PROVIDED ENTRIES:
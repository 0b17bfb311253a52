//! Client-side reconciliation behavior against a stub ingestion server.
//!
//! The stub speaks the bulk sync wire contract and lets each test script
//! per-sale outcomes, so these tests pin down exactly how the register
//! reacts to partial batches, duplicate acks and transport failures.

use std::collections::HashSet;
use std::net::SocketAddr;
use std::sync::Arc;
use std::time::Duration;

use axum::extract::State;
use axum::routing::{get, post};
use axum::{Json, Router};
use chrono::Utc;
use tokio::sync::Mutex;

use vela_core::{
    HealthStatus, PaymentMethod, SaleDraft, SaleLine, SaleSyncResult, SyncSalesRequest,
    SyncSalesResponse, SyncState,
};
use vela_register::{
    ConnectivityEvent, ConnectivityMonitor, ProbeSettings, ReconcileClient, RegisterConfig,
    RegisterError, SaleStore,
};

// =============================================================================
// Stub Ingestion Server
// =============================================================================

#[derive(Default)]
struct StubState {
    /// Local ids the stub rejects with a per-item error.
    fail_ids: HashSet<String>,
    /// Local ids the stub acknowledges as already recorded.
    known_ids: HashSet<String>,
    /// Every batch the stub received.
    batches: Vec<SyncSalesRequest>,
    /// Artificial processing delay per batch.
    delay: Duration,
}

type SharedStub = Arc<Mutex<StubState>>;

async fn stub_sync(
    State(stub): State<SharedStub>,
    Json(request): Json<SyncSalesRequest>,
) -> Json<SyncSalesResponse> {
    let delay = {
        let mut state = stub.lock().await;
        state.batches.push(request.clone());
        state.delay
    };
    if !delay.is_zero() {
        tokio::time::sleep(delay).await;
    }

    let mut state = stub.lock().await;
    let results = request
        .sales
        .iter()
        .map(|sale| {
            if state.fail_ids.contains(&sale.local_id) {
                SaleSyncResult::error(&sale.local_id, "validation failed")
            } else if state.known_ids.contains(&sale.local_id) {
                SaleSyncResult::already_synced(&sale.local_id, Some("srv-dup".into()))
            } else {
                state.known_ids.insert(sale.local_id.clone());
                SaleSyncResult::synced(&sale.local_id, format!("srv-{}", sale.local_id))
            }
        })
        .collect();

    Json(SyncSalesResponse::from_results(results))
}

async fn stub_health() -> Json<HealthStatus> {
    Json(HealthStatus::ok(Utc::now()))
}

async fn spawn_stub(stub: SharedStub) -> SocketAddr {
    let app = Router::new()
        .route("/api/sync/sales", post(stub_sync))
        .route("/health", get(stub_health))
        .with_state(stub);

    let listener = tokio::net::TcpListener::bind("127.0.0.1:0").await.unwrap();
    let addr = listener.local_addr().unwrap();
    tokio::spawn(async move {
        axum::serve(listener, app).await.unwrap();
    });
    addr
}

fn config_for(addr: SocketAddr) -> RegisterConfig {
    let mut config = RegisterConfig::default();
    config.server.base_url = format!("http://{addr}");
    config
}

fn draft(code: &str, total: i64) -> SaleDraft {
    SaleDraft {
        local_id: None,
        lines: vec![SaleLine {
            product_id: format!("p-{code}"),
            name: format!("Product {code}"),
            code: code.to_string(),
            unit_price_minor: total,
            quantity: 1,
        }],
        total_minor: total,
        amount_paid_minor: None,
        payment_method: PaymentMethod::Cash,
        customer_id: None,
        is_return: false,
    }
}

// =============================================================================
// Tests
// =============================================================================

#[tokio::test]
async fn partial_batch_purges_only_acknowledged_sales() {
    let stub: SharedStub = Default::default();
    let store = SaleStore::in_memory().await.unwrap();

    let first = store.put(draft("A", 10_000)).await.unwrap();
    let second = store.put(draft("B", 20_000)).await.unwrap();
    let third = store.put(draft("C", 30_000)).await.unwrap();

    stub.lock().await.fail_ids.insert(second.local_id.clone());
    let addr = spawn_stub(stub.clone()).await;

    let client = ReconcileClient::new(store.clone(), &config_for(addr));
    let outcome = client.sync_once().await.unwrap();

    assert_eq!(outcome.synced, 2);
    assert_eq!(outcome.failed, 1);

    // Items 1 and 3 purged; item 2 stays, reset to unsynced for retry.
    assert!(store.get(&first.local_id).await.unwrap().is_none());
    assert!(store.get(&third.local_id).await.unwrap().is_none());
    let kept = store.get(&second.local_id).await.unwrap().unwrap();
    assert_eq!(kept.sync_state, SyncState::Unsynced);
}

#[tokio::test]
async fn already_synced_sales_are_purged_like_synced_ones() {
    let stub: SharedStub = Default::default();
    let store = SaleStore::in_memory().await.unwrap();

    let sale = store.put(draft("A", 10_000)).await.unwrap();
    stub.lock().await.known_ids.insert(sale.local_id.clone());
    let addr = spawn_stub(stub).await;

    let client = ReconcileClient::new(store.clone(), &config_for(addr));
    let outcome = client.sync_once().await.unwrap();

    assert_eq!(outcome.synced, 1);
    assert_eq!(outcome.failed, 0);
    assert!(store.get(&sale.local_id).await.unwrap().is_none());
}

#[tokio::test]
async fn transport_failure_leaves_every_sale_untouched() {
    let store = SaleStore::in_memory().await.unwrap();
    let sale = store.put(draft("A", 10_000)).await.unwrap();

    // Nothing listens on port 1: the whole batch fails at the transport.
    let mut config = RegisterConfig::default();
    config.server.base_url = "http://127.0.0.1:1".into();

    let client = ReconcileClient::new(store.clone(), &config);
    let err = client.sync_once().await.unwrap_err();
    assert!(err.is_retryable());

    let kept = store.get(&sale.local_id).await.unwrap().unwrap();
    assert_eq!(kept.sync_state, SyncState::Unsynced);
    assert_eq!(store.count_unsynced().await.unwrap(), 1);
}

#[tokio::test]
async fn sync_once_is_non_reentrant() {
    let stub: SharedStub = Default::default();
    stub.lock().await.delay = Duration::from_millis(300);
    let store = SaleStore::in_memory().await.unwrap();
    store.put(draft("A", 10_000)).await.unwrap();

    let addr = spawn_stub(stub).await;
    let client = Arc::new(ReconcileClient::new(store, &config_for(addr)));

    let racing = client.clone();
    let first = tokio::spawn(async move { racing.sync_once().await });
    tokio::time::sleep(Duration::from_millis(50)).await;

    // The overlapping call is a no-op, not a queued second sync.
    let second = client.sync_once().await;
    assert!(matches!(second, Err(RegisterError::SyncInProgress)));

    let outcome = first.await.unwrap().unwrap();
    assert_eq!(outcome.synced, 1);
}

#[tokio::test]
async fn retrying_a_failed_sale_succeeds_later() {
    let stub: SharedStub = Default::default();
    let store = SaleStore::in_memory().await.unwrap();
    let sale = store.put(draft("A", 10_000)).await.unwrap();

    stub.lock().await.fail_ids.insert(sale.local_id.clone());
    let addr = spawn_stub(stub.clone()).await;

    let client = ReconcileClient::new(store.clone(), &config_for(addr));
    let outcome = client.sync_once().await.unwrap();
    assert_eq!(outcome.failed, 1);

    // The server-side problem clears up; the next attempt drains the queue.
    stub.lock().await.fail_ids.clear();
    let outcome = client.sync_once().await.unwrap();
    assert_eq!(outcome.synced, 1);
    assert_eq!(store.count_unsynced().await.unwrap(), 0);

    // Two batches were sent in total.
    assert_eq!(stub.lock().await.batches.len(), 2);
}

#[tokio::test]
async fn monitor_comes_online_after_successful_probe() {
    let stub: SharedStub = Default::default();
    let addr = spawn_stub(stub).await;

    let settings = ProbeSettings {
        interval_secs: 60, // first tick fires immediately, then far apart
        timeout_secs: 1,
    };
    let (monitor, handle) =
        ConnectivityMonitor::new(format!("http://{addr}/health"), &settings);
    let mut events = handle.subscribe();
    tokio::spawn(monitor.run());

    let event = tokio::time::timeout(Duration::from_secs(2), events.recv())
        .await
        .expect("no connectivity event")
        .unwrap();
    assert_eq!(event, ConnectivityEvent::Online);
    assert!(handle.is_online());

    handle.shutdown().await;
}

REQUIRED ACTION: Each line above should be duplicated without any alteration.

ANSWER TO THIS TASK:
repository 0b17bfb311253a52
//! Client-side reconciliation behavior against a stub ingestion server.
//!
//! The stub speaks the bulk sync wire contract and lets each test script
//! per-sale outcomes, so these tests pin down exactly how the register
//! reacts to partial batches, duplicate acks and transport failures.

use std::collections::HashSet;
use std::net::SocketAddr;
use std::sync::Arc;
use std::time::Duration;

use axum::extract::State;
use axum::routing::{get, post};
use axum::{Json, Router};
use chrono::Utc;
use tokio::sync::Mutex;

use vela_core::{
    HealthStatus, PaymentMethod, SaleDraft, SaleLine, SaleSyncResult, SyncSalesRequest,
    SyncSalesResponse, SyncState,
};
use vela_register::{
    ConnectivityEvent, ConnectivityMonitor, ProbeSettings, ReconcileClient, RegisterConfig,
    RegisterError, SaleStore,
};

// =============================================================================
// Stub Ingestion Server
// =============================================================================

#[derive(Default)]
struct StubState {
    /// Local ids the stub rejects with a per-item error.
    fail_ids: HashSet<String>,
    /// Local ids the stub acknowledges as already recorded.
    known_ids: HashSet<String>,
    /// Every batch the stub received.
    batches: Vec<SyncSalesRequest>,
    /// Artificial processing delay per batch.
    delay: Duration,
}

type SharedStub = Arc<Mutex<StubState>>;

async fn stub_sync(
    State(stub): State<SharedStub>,
    Json(request): Json<SyncSalesRequest>,
) -> Json<SyncSalesResponse> {
    let delay = {
        let mut state = stub.lock().await;
        state.batches.push(request.clone());
        state.delay
    };
    if !delay.is_zero() {
        tokio::time::sleep(delay).await;
    }

    let mut state = stub.lock().await;
    let results = request
        .sales
        .iter()
        .map(|sale| {
            if state.fail_ids.contains(&sale.local_id) {
                SaleSyncResult::error(&sale.local_id, "validation failed")
            } else if state.known_ids.contains(&sale.local_id) {
                SaleSyncResult::already_synced(&sale.local_id, Some("srv-dup".into()))
            } else {
                state.known_ids.insert(sale.local_id.clone());
                SaleSyncResult::synced(&sale.local_id, format!("srv-{}", sale.local_id))
            }
        })
        .collect();

    Json(SyncSalesResponse::from_results(results))
}

async fn stub_health() -> Json<HealthStatus> {
    Json(HealthStatus::ok(Utc::now()))
}

async fn spawn_stub(stub: SharedStub) -> SocketAddr {
    let app = Router::new()
        .route("/api/sync/sales", post(stub_sync))
        .route("/health", get(stub_health))
        .with_state(stub);

    let listener = tokio::net::TcpListener::bind("127.0.0.1:0").await.unwrap();
    let addr = listener.local_addr().unwrap();
    tokio::spawn(async move {
        axum::serve(listener, app).await.unwrap();
    });
    addr
}

fn config_for(addr: SocketAddr) -> RegisterConfig {
    let mut config = RegisterConfig::default();
    config.server.base_url = format!("http://{addr}");
    config
}

fn draft(code: &str, total: i64) -> SaleDraft {
    SaleDraft {
        local_id: None,
        lines: vec![SaleLine {
            product_id: format!("p-{code}"),
            name: format!("Product {code}"),
            code: code.to_string(),
            unit_price_minor: total,
            quantity: 1,
        }],
        total_minor: total,
        amount_paid_minor: None,
        payment_method: PaymentMethod::Cash,
        customer_id: None,
        is_return: false,
    }
}

// =============================================================================
// Tests
// =============================================================================

#[tokio::test]
async fn partial_batch_purges_only_acknowledged_sales() {
    let stub: SharedStub = Default::default();
    let store = SaleStore::in_memory().await.unwrap();

    let first = store.put(draft("A", 10_000)).await.unwrap();
    let second = store.put(draft("B", 20_000)).await.unwrap();
    let third = store.put(draft("C", 30_000)).await.unwrap();

    stub.lock().await.fail_ids.insert(second.local_id.clone());
    let addr = spawn_stub(stub.clone()).await;

    let client = ReconcileClient::new(store.clone(), &config_for(addr));
    let outcome = client.sync_once().await.unwrap();

    assert_eq!(outcome.synced, 2);
    assert_eq!(outcome.failed, 1);

    // Items 1 and 3 purged; item 2 stays, reset to unsynced for retry.
    assert!(store.get(&first.local_id).await.unwrap().is_none());
    assert!(store.get(&third.local_id).await.unwrap().is_none());
    let kept = store.get(&second.local_id).await.unwrap().unwrap();
    assert_eq!(kept.sync_state, SyncState::Unsynced);
}

#[tokio::test]
async fn already_synced_sales_are_purged_like_synced_ones() {
    let stub: SharedStub = Default::default();
    let store = SaleStore::in_memory().await.unwrap();

    let sale = store.put(draft("A", 10_000)).await.unwrap();
    stub.lock().await.known_ids.insert(sale.local_id.clone());
    let addr = spawn_stub(stub).await;

    let client = ReconcileClient::new(store.clone(), &config_for(addr));
    let outcome = client.sync_once().await.unwrap();

    assert_eq!(outcome.synced, 1);
    assert_eq!(outcome.failed, 0);
    assert!(store.get(&sale.local_id).await.unwrap().is_none());
}

#[tokio::test]
async fn transport_failure_leaves_every_sale_untouched() {
    let store = SaleStore::in_memory().await.unwrap();
    let sale = store.put(draft("A", 10_000)).await.unwrap();

    // Nothing listens on port 1: the whole batch fails at the transport.
    let mut config = RegisterConfig::default();
    config.server.base_url = "http://127.0.0.1:1".into();

    let client = ReconcileClient::new(store.clone(), &config);
    let err = client.sync_once().await.unwrap_err();
    assert!(err.is_retryable());

    let kept = store.get(&sale.local_id).await.unwrap().unwrap();
    assert_eq!(kept.sync_state, SyncState::Unsynced);
    assert_eq!(store.count_unsynced().await.unwrap(), 1);
}

#[tokio::test]
async fn sync_once_is_non_reentrant() {
    let stub: SharedStub = Default::default();
    stub.lock().await.delay = Duration::from_millis(300);
    let store = SaleStore::in_memory().await.unwrap();
    store.put(draft("A", 10_000)).await.unwrap();

    let addr = spawn_stub(stub).await;
    let client = Arc::new(ReconcileClient::new(store, &config_for(addr)));

    let racing = client.clone();
    let first = tokio::spawn(async move { racing.sync_once().await });
    tokio::time::sleep(Duration::from_millis(50)).await;

    // The overlapping call is a no-op, not a queued second sync.
    let second = client.sync_once().await;
    assert!(matches!(second, Err(RegisterError::SyncInProgress)));

    let outcome = first.await.unwrap().unwrap();
    assert_eq!(outcome.synced, 1);
}

#[tokio::test]
async fn retrying_a_failed_sale_succeeds_later() {
    let stub: SharedStub = Default::default();
    let store = SaleStore::in_memory().await.unwrap();
    let sale = store.put(draft("A", 10_000)).await.unwrap();

    stub.lock().await.fail_ids.insert(sale.local_id.clone());
    let addr = spawn_stub(stub.clone()).await;

    let client = ReconcileClient::new(store.clone(), &config_for(addr));
    let outcome = client.sync_once().await.unwrap();
    assert_eq!(outcome.failed, 1);

    // The server-side problem clears up; the next attempt drains the queue.
    stub.lock().await.fail_ids.clear();
    let outcome = client.sync_once().await.unwrap();
    assert_eq!(outcome.synced, 1);
    assert_eq!(store.count_unsynced().await.unwrap(), 0);

    // Two batches were sent in total.
    assert_eq!(stub.lock().await.batches.len(), 2);
}

#[tokio::test]
async fn monitor_comes_online_after_successful_probe() {
    let stub: SharedStub = Default::default();
    let addr = spawn_stub(stub).await;

    let settings = ProbeSettings {
        interval_secs: 60, // first tick fires immediately, then far apart
        timeout_secs: 1,
    };
    let (monitor, handle) =
        ConnectivityMonitor::new(format!("http://{addr}/health"), &settings);
    let mut events = handle.subscribe();
    tokio::spawn(monitor.run());

    let event = tokio::time::timeout(Duration::from_secs(2), events.recv())
        .await
        .expect("no connectivity event")
        .unwrap();
    assert_eq!(event, ConnectivityEvent::Online);
    assert!(handle.is_online());

    handle.shutdown().await;
}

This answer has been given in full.